Could you output exactly the lines from the one containing "#[tokio::main]" through the end of the records below, and nothing more?

--- SUPPLIED MATERIAL Enclosed Below ---

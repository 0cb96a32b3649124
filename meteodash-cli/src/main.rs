//! Binary crate for the `meteodash` command-line tool.
//!
//! This crate focuses on:
//! - Parsing CLI arguments
//! - Interactive configuration and city selection
//! - Rendering the dashboard cards as text

use clap::Parser;
use tracing_subscriber::EnvFilter;

mod cli;
mod render;

fn init_tracing() {
    // Logs go to stderr so `--json` output stays clean. RUST_LOG overrides.
    tracing_subscriber::fmt()
        .with_env_filter(EnvFilter::try_from_default_env().unwrap_or_else(|_| EnvFilter::new("warn")))
        .with_writer(std::io::stderr)
        .with_target(false)
        .init();
}

#[tokio::main]
async fn main() -> anyhow::Result<()> {
    init_tracing();
    let cmd = cli::Cli::parse();
    cmd.run().await
}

--- End of Enclosed SUPPLIED MATERIAL ---

§ EXERCISE RESPONSE
#[tokio::main]
async fn main() -> anyhow::Result<()> {
    init_tracing();
    let cmd = cli::Cli::parse();
    cmd.run().await
}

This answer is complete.